La empresa CIUPSA completó en la fecha la carga de un contenedor con productos pesqueros procesados con destino al puerto de Klaipėda, en Lituania. Esta operación representa la primera exportación uruguaya que hace uso efectivo de las preferencias arancelarias estipuladas en el Acuerdo Unión Europea-Mercosur, instrumento comercial vigente entre ambos bloques.

El transporte está a cargo del buque Xiamen Express, perteneciente a la naviera Hapag-Lloyd. La carga consiste en 28 toneladas de merluza HGT (acrónimo en inglés que denomina piezas evisceradas, decapitadas y sin aleta caudal). Este formato de producto implica un mayor grado de procesamiento local, lo que se traduce en un uso más intensivo de materia prima y en una incorporación superior de mano de obra nacional en comparación con el pescado entero sin procesar.

El embarque accede al mercado europeo bajo el régimen de arancel cero, eliminando la barrera arancelaria del 15% que previamente gravaba las exportaciones de pescado uruguayo hacia dicho bloque. La Unión Europea se posiciona como el mayor importador mundial de productos pesqueros, y la eliminación de este arancel permite a Uruguay competir en condiciones equivalentes dentro de ese mercado de alto valor, según lo señalado por fuentes del sector.

Previo a este hito, la industria pesquera uruguaya atravesó múltiples períodos de dificultad operativa y comercial. Durante dos zafras consecutivas, la actividad se vio prácticamente interrumpida debido a conflictos sindicales prolongados, lo que afectó la continuidad de las operaciones y el cumplimiento de compromisos con compradores internacionales.

Los costos de producción también incidieron en la rentabilidad del sector. El precio del petróleo en el mercado global generó incrementos sostenidos en el valor de los combustibles, encareciendo la operación de la flota. A ello se sumaron desafíos ambientales y logísticos vinculados a la prospección sísmica en zonas de pesca, sin que se especifiquen los efectos concretos de dicha actividad sobre las tareas extractivas.

Desde el 29 de abril, la flota pesquera uruguaya se encuentra paralizada por múltiples causas, según declaraciones de representantes del sector. Esta situación contrasta con la operatividad de la flota argentina, que según las mismas fuentes continúa en actividad en el mismo período.
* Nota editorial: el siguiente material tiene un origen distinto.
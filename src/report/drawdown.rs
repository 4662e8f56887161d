use std::sync::Arc;

use chrono::NaiveDate;
use polars::{
    frame::DataFrame,
    prelude::{Column, DataType, Field, Schema, SchemaRef},
};
use serde::{Deserialize, Serialize};
use strum::{Display, EnumIter, EnumString, IntoEnumIterator, IntoStaticStr};
use tracing::{debug, instrument};

use crate::{
    calculator::segment::group_by_key,
    data::domain::SeriesLabel,
    error::{FolioError, FolioResult},
    impl_col_name,
    report::{
        io::{Report, ReportName, ToSchema},
        performance::PerformanceSeries,
        polars_ext::{date_column, polars_to_folio_error},
    },
};

/// Distance of a cumulative return from its running peak.
///
/// `drawdown = cumulative_return - running_peak`, always `<= 0`, and exactly
/// `0` on the rows that set a new peak.
#[derive(Debug, Clone, Copy, PartialEq, Serialize, Deserialize)]
pub struct DrawdownRecord {
    pub label: SeriesLabel,
    pub date: NaiveDate,
    pub cumulative_return: f64,
    pub running_peak: f64,
    pub drawdown: f64,
    /// Date on which `running_peak` was last reached.
    pub peak_date: NaiveDate,
}

/// The deepest trough of one label.
#[derive(Debug, Clone, Copy, PartialEq, Serialize, Deserialize)]
pub struct MaxDrawdown {
    pub label: SeriesLabel,
    pub drawdown: f64,
    pub trough_date: NaiveDate,
    pub peak_date: NaiveDate,
}

/// Drawdowns derived from a [`PerformanceSeries`].
///
/// The running peak starts at the first cumulative value, not at zero, so a
/// loss on the first day is never counted as drawdown. For daily returns of
/// -5% and -5% the maximum drawdown is -4.75%, not -9.75%.
///
/// Never stored on its own: rebuild it whenever the parent series changes.
#[derive(Debug, Clone, PartialEq, Serialize)]
pub struct DrawdownTable {
    rows: Vec<DrawdownRecord>,
}

impl DrawdownTable {
    /// Running peak per label; the peak resets only when the label changes.
    #[instrument(skip(series), fields(rows = series.len()))]
    pub fn from_performance(series: &PerformanceSeries) -> Self {
        let mut rows = Vec::with_capacity(series.len());

        for (label, mut group) in group_by_key(series.rows(), |r| r.label) {
            group.sort_by_key(|r| r.date);

            let mut peak: Option<(f64, NaiveDate)> = None;
            for row in group {
                let (running_peak, peak_date) = match peak {
                    Some((value, date)) if value > row.cumulative_return => (value, date),
                    _ => (row.cumulative_return, row.date),
                };
                peak = Some((running_peak, peak_date));

                rows.push(DrawdownRecord {
                    label,
                    date: row.date,
                    cumulative_return: row.cumulative_return,
                    running_peak,
                    drawdown: row.cumulative_return - running_peak,
                    peak_date,
                });
            }
        }

        debug!(rows = rows.len(), "Computed drawdowns");
        Self { rows }
    }

    pub fn rows(&self) -> &[DrawdownRecord] {
        &self.rows
    }

    pub fn len(&self) -> usize {
        self.rows.len()
    }

    pub fn is_empty(&self) -> bool {
        self.rows.is_empty()
    }

    pub fn label(&self, label: SeriesLabel) -> impl Iterator<Item = &DrawdownRecord> {
        self.rows.iter().filter(move |r| r.label == label)
    }

    /// Deepest drawdown of `label`; the earliest one wins ties.
    ///
    /// `None` if the label has no rows.
    pub fn max_drawdown(&self, label: SeriesLabel) -> Option<MaxDrawdown> {
        self.label(label)
            .fold(None::<&DrawdownRecord>, |deepest, r| match deepest {
                Some(d) if d.drawdown <= r.drawdown => Some(d),
                _ => Some(r),
            })
            .map(|r| MaxDrawdown {
                label,
                drawdown: r.drawdown,
                trough_date: r.date,
                peak_date: r.peak_date,
            })
    }
}

impl ReportName for DrawdownTable {
    fn base_name(&self) -> String {
        "drawdown".to_string()
    }
}

impl Report for DrawdownTable {
    fn to_df(&self) -> FolioResult<DataFrame> {
        let rows = &self.rows;
        let columns = vec![
            Column::new(
                DrawdownCol::Label.name(),
                rows.iter().map(|r| r.label.as_str()).collect::<Vec<_>>(),
            ),
            date_column(DrawdownCol::Date, rows.iter().map(|r| r.date)).map_err(convert_err)?,
            Column::new(
                DrawdownCol::CumulativeReturn.name(),
                rows.iter().map(|r| r.cumulative_return).collect::<Vec<_>>(),
            ),
            Column::new(
                DrawdownCol::RunningPeak.name(),
                rows.iter().map(|r| r.running_peak).collect::<Vec<_>>(),
            ),
            Column::new(
                DrawdownCol::Drawdown.name(),
                rows.iter().map(|r| r.drawdown).collect::<Vec<_>>(),
            ),
            date_column(DrawdownCol::PeakDate, rows.iter().map(|r| r.peak_date))
                .map_err(convert_err)?,
        ];
        DataFrame::new(columns).map_err(convert_err)
    }
}

impl ToSchema for DrawdownTable {
    fn to_schema() -> SchemaRef {
        let fields: Vec<Field> = DrawdownCol::iter()
            .map(|col| {
                let dtype = match col {
                    DrawdownCol::Label => DataType::String,
                    DrawdownCol::Date | DrawdownCol::PeakDate => DataType::Date,
                    DrawdownCol::CumulativeReturn
                    | DrawdownCol::RunningPeak
                    | DrawdownCol::Drawdown => DataType::Float64,
                };
                Field::new(col.into(), dtype)
            })
            .collect();

        Arc::new(Schema::from_iter(fields))
    }
}

#[derive(
    Debug,
    Clone,
    Copy,
    PartialEq,
    Eq,
    Hash,
    Serialize,
    Deserialize,
    EnumString,
    Display,
    EnumIter,
    IntoStaticStr,
)]
#[strum(serialize_all = "snake_case")]
pub enum DrawdownCol {
    Label,
    Date,
    CumulativeReturn,
    RunningPeak,
    Drawdown,
    PeakDate,
}
impl_col_name!(DrawdownCol);

fn convert_err(e: polars::error::PolarsError) -> FolioError {
    polars_to_folio_error("drawdown", e)
}
use itertools::Itertools;

/// Group-by as an explicit `(key, aggregation)` pair.
///
/// Rows are stably sorted by `key`, cut into contiguous runs of equal keys, and
/// each run is folded by `aggregate`. Groups exist only where rows exist; no
/// calendar or key space is generated. Output is ordered by key.
pub fn aggregate_by<T, K, V, FK, FA>(
    rows: impl IntoIterator<Item = T>,
    key: FK,
    mut aggregate: FA,
) -> Vec<(K, V)>
where
    K: Ord,
    FK: Fn(&T) -> K,
    FA: FnMut(&K, Vec<T>) -> V,
{
    let mut rows = rows.into_iter().collect::<Vec<_>>();
    rows.sort_by(|a, b| key(a).cmp(&key(b)));

    let chunks = rows.into_iter().chunk_by(|r| key(r));
    let mut out = Vec::new();
    for (k, group) in &chunks {
        let value = aggregate(&k, group.collect());
        out.push((k, value));
    }
    out
}

/// Same as [`aggregate_by`] but keeps the grouped rows.
pub fn group_by_key<T, K, FK>(rows: impl IntoIterator<Item = T>, key: FK) -> Vec<(K, Vec<T>)>
where
    K: Ord,
    FK: Fn(&T) -> K,
{
    aggregate_by(rows, key, |_, group| group)
}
«Que una empresa de CIPU como CIUPSA logre hoy colocar producción uruguaya en la Unión Europea sin el peso de los aranceles previos, nos devuelve la esperanza en la capacidad de resiliencia de nuestra industria», señaló Juan Riva-Zucchelli, presidente de CIPU. «Es la demostración de que, cuando las condiciones de competitividad mejoran y el entorno normativo acompaña, la pesca uruguaya responde con trabajo y calidad exportadora, pero todavía nos queda mucho por hacer. De hecho desde el 29 de abril la flota está parada por diferentes motivos y podría estar trabajando como lo está haciendo la flota argentina por ejemplo».

El directivo asoció el avance logrado por CIUPSA a la eliminación del gravamen del 15% que históricamente encareció los envíos uruguayos hacia Europa. No obstante, indicó que persisten barreras estructurales pendientes de resolución, y mencionó la necesidad de cambios normativos adicionales para consolidar la competitividad del sector a largo plazo.

La operación de carga del contenedor hacia Lituania constituye un hecho puntual en un contexto general de paralización de la flota. La diferencia entre la situación de la industria uruguaya y la argentina fue planteada por Riva-Zucchelli como un ejemplo de disparidad operativa en un mismo ecosistema pesquero regional.